> **Task goal**
Beneath this task are records; print exactly the stretch of them from the line with "into filter expressions." through the line with "let mut filter", both ends included.

Dataset entries Block Start

/// ISO-8601 date or date-time, seconds optional. Values without an offset
/// are taken as UTC.
pub(crate) fn parse_date(s: &str) -> Option<DateTime<Utc>> {
    let s = s.trim();
    if let Ok(dt) = DateTime::parse_from_rfc3339(s) {
        return Some(dt.with_timezone(&Utc));
    }
    if let Some(dt) = OFFSET_FORMATS
        .iter()
        .find_map(|f| DateTime::parse_from_str(s, f).ok())
    {
        return Some(dt.with_timezone(&Utc));
    }
    if let Some(dt) = NAIVE_FORMATS
        .iter()
        .find_map(|f| NaiveDateTime::parse_from_str(s, f).ok())
    {
        return Some(dt.and_utc());
    }
    NaiveDate::parse_from_str(s, "%Y-%m-%d")
        .ok()
        .and_then(|d| d.and_hms_opt(0, 0, 0))
        .map(|dt| dt.and_utc())
}

fn split_list(s: &str) -> Vec<&str> {
    s.split(',')
        .map(str::trim)
        .filter(|p| !p.is_empty())
        .collect()
}

/// Translates query parameters into filter expressions.
pub struct FilterTranslator<'a, C: IdCodec + ?Sized> {
    codec: &'a C,
    coerce_identifiers: bool,
    allowed_fields: Option<BTreeSet<String>>,
}

impl<'a, C: IdCodec + ?Sized> FilterTranslator<'a, C> {
    /// Free-form translator with identifier coercion on.
    pub fn new(codec: &'a C) -> Self {
        Self {
            codec,
            coerce_identifiers: true,
            allowed_fields: None,
        }
    }

    pub fn with_config(codec: &'a C, config: &QueryConfig) -> Self {
        Self::new(codec).coerce_identifiers(config.coerce_identifiers)
    }

    pub fn coerce_identifiers(mut self, enabled: bool) -> Self {
        self.coerce_identifiers = enabled;
        self
    }

    /// Restrict translation to `fields`. Parameters on other fields are
    /// dropped.
    pub fn with_allowed_fields<I, F>(mut self, fields: I) -> Self
    where
        I: IntoIterator<Item = F>,
        F: Into<String>,
    {
        self.allowed_fields = Some(fields.into_iter().map(Into::into).collect());
        self
    }

    fn is_allowed(&self, field: &str) -> bool {
        self.allowed_fields
            .as_ref()
            .map_or(true, |allowed| allowed.contains(field))
    }

    /// Translate the filter parameters and `search` key of `spec`.
    ///
    /// An empty spec yields the always-true filter.
    pub fn translate(&self, spec: &QuerySpec) -> FilterExpr {
        let mut clauses = Vec::new();
        for (field, raw) in spec.params() {
            if !self.is_allowed(field) {
                debug!(field, "Dropping filter on field outside whitelist");
                continue;
            }
            clauses.push(self.translate_field(field, raw));
        }

        let mut filter = FilterExpr::all(clauses);
        if let Some(search) = spec.search().map(str::trim).filter(|s| !s.is_empty()) {
            filter = filter.and(FilterExpr::text(search));
        }
        trace!(?filter, "Translated query filter");
        filter
    }

    fn translate_field(&self, field: &str, raw: &RawValue) -> FilterExpr {
        match raw {
            RawValue::Map(entries) => self.translate_operators(field, entries),
            RawValue::Text(s) if s.contains(',') => {
                let members: Vec<FieldValue> = split_list(s)
                    .into_iter()
                    .map(|part| self.coerce_scalar(field, part))
                    .collect();
                if members.is_empty() {
                    FilterExpr::eq(field, self.coerce_scalar(field, s))
                } else {
                    FilterExpr::in_list(field, members)
                }
            }
            RawValue::List(items) => FilterExpr::in_list(
                field,
                items.iter().map(|item| self.coerce_member(field, item)).collect(),
            ),
            other => FilterExpr::eq(field, self.coerce_member(field, other)),
        }
    }

    fn translate_operators(&self, field: &str, entries: &[(String, RawValue)]) -> FilterExpr {
        let has_regex = entries.iter().any(|(k, _)| k == "regex");
        let case_insensitive = entries
            .iter()
            .find(|(k, _)| k == REGEX_OPTIONS_KEY)
            .map(|(_, v)| raw_text(v).contains('i'))
            .unwrap_or(true);

        let mut clauses = Vec::with_capacity(entries.len());
        for (key, value) in entries {
            let clause = match operator_for(key) {
                Some(FilterOperator::Regex { .. }) => {
                    FilterExpr::regex(field, raw_text(value), case_insensitive)
                }
                Some(op @ (FilterOperator::In | FilterOperator::Nin)) => {
                    FilterExpr::condition(field, op, self.coerce_set(field, value))
                }
                Some(op) if op.is_range() => {
                    FilterExpr::condition(field, op, self.coerce_range(field, value))
                }
                Some(op) => FilterExpr::condition(field, op, self.coerce_member(field, value)),
                None if key == REGEX_OPTIONS_KEY && has_regex => continue,
                None => {
                    let path = format!("{}.{}", field, key);
                    debug!(field, key = key.as_str(), "Unknown operator key, using equality");
                    match value {
                        RawValue::Map(nested) => self.translate_operators(&path, nested),
                        other => FilterExpr::eq(path.as_str(), self.coerce_member(&path, other)),
                    }
                }
            };
            clauses.push(clause);
        }
        FilterExpr::all(clauses)
    }

    /// Coerce a query-string scalar: identifier, then boolean, else string.
    ///
    /// The only place the identifier heuristic is applied.
    pub fn coerce_scalar(&self, field: &str, value: &str) -> FieldValue {
        if self.coerce_identifiers && is_identifier_field(field) && self.codec.is_valid_id(value) {
            if let Some(id) = self.codec.to_id(value) {
                return FieldValue::Id(id);
            }
        }
        match parse_bool(value) {
            Some(b) => FieldValue::Bool(b),
            None => FieldValue::String(value.to_string()),
        }
    }

    /// Range operand: identifier, number, date, else as a scalar.
    fn coerce_range(&self, field: &str, raw: &RawValue) -> FieldValue {
        match raw {
            RawValue::Text(s) => {
                if let FieldValue::Id(id) = self.coerce_scalar(field, s) {
                    return FieldValue::Id(id);
                }
                parse_number(s)
                    .or_else(|| parse_date(s).map(FieldValue::Date))
                    .unwrap_or_else(|| self.coerce_scalar(field, s))
            }
            other => self.coerce_member(field, other),
        }
    }

    /// Set operand for `in`/`nin`: lists as given, strings split on commas.
    fn coerce_set(&self, field: &str, raw: &RawValue) -> FieldValue {
        let members = match raw {
            RawValue::List(items) => items
                .iter()
                .map(|item| self.coerce_member(field, item))
                .collect(),
            RawValue::Text(s) => split_list(s)
                .into_iter()
                .map(|part| self.coerce_scalar(field, part))
                .collect(),
            other => vec![self.coerce_member(field, other)],
        };
        FieldValue::Array(members)
    }

    fn coerce_member(&self, field: &str, raw: &RawValue) -> FieldValue {
        match raw {
            RawValue::Text(s) => self.coerce_scalar(field, s),
            RawValue::Literal(v) => v.clone(),
            RawValue::List(items) => FieldValue::Array(
                items.iter().map(|item| self.coerce_member(field, item)).collect(),
            ),
            RawValue::Map(entries) => {
                let doc: Document = entries
                    .iter()
                    .map(|(k, v)| (k.clone(), self.coerce_member(k, v)))
                    .collect();
                FieldValue::Document(doc)
            }
        }
    }
}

Dataset entries Block End

> **Exercise output**
/// Translates query parameters into filter expressions.
pub struct FilterTranslator<'a, C: IdCodec + ?Sized> {
    codec: &'a C,
    coerce_identifiers: bool,
    allowed_fields: Option<BTreeSet<String>>,
}

impl<'a, C: IdCodec + ?Sized> FilterTranslator<'a, C> {
    /// Free-form translator with identifier coercion on.
    pub fn new(codec: &'a C) -> Self {
        Self {
            codec,
            coerce_identifiers: true,
            allowed_fields: None,
        }
    }

    pub fn with_config(codec: &'a C, config: &QueryConfig) -> Self {
        Self::new(codec).coerce_identifiers(config.coerce_identifiers)
    }

    pub fn coerce_identifiers(mut self, enabled: bool) -> Self {
        self.coerce_identifiers = enabled;
        self
    }

    /// Restrict translation to `fields`. Parameters on other fields are
    /// dropped.
    pub fn with_allowed_fields<I, F>(mut self, fields: I) -> Self
    where
        I: IntoIterator<Item = F>,
        F: Into<String>,
    {
        self.allowed_fields = Some(fields.into_iter().map(Into::into).collect());
        self
    }

    fn is_allowed(&self, field: &str) -> bool {
        self.allowed_fields
            .as_ref()
            .map_or(true, |allowed| allowed.contains(field))
    }

    /// Translate the filter parameters and `search` key of `spec`.
    ///
    /// An empty spec yields the always-true filter.
    pub fn translate(&self, spec: &QuerySpec) -> FilterExpr {
        let mut clauses = Vec::new();
        for (field, raw) in spec.params() {
            if !self.is_allowed(field) {
                debug!(field, "Dropping filter on field outside whitelist");
                continue;
            }
            clauses.push(self.translate_field(field, raw));
        }

        let mut filter = FilterExpr::all(clauses);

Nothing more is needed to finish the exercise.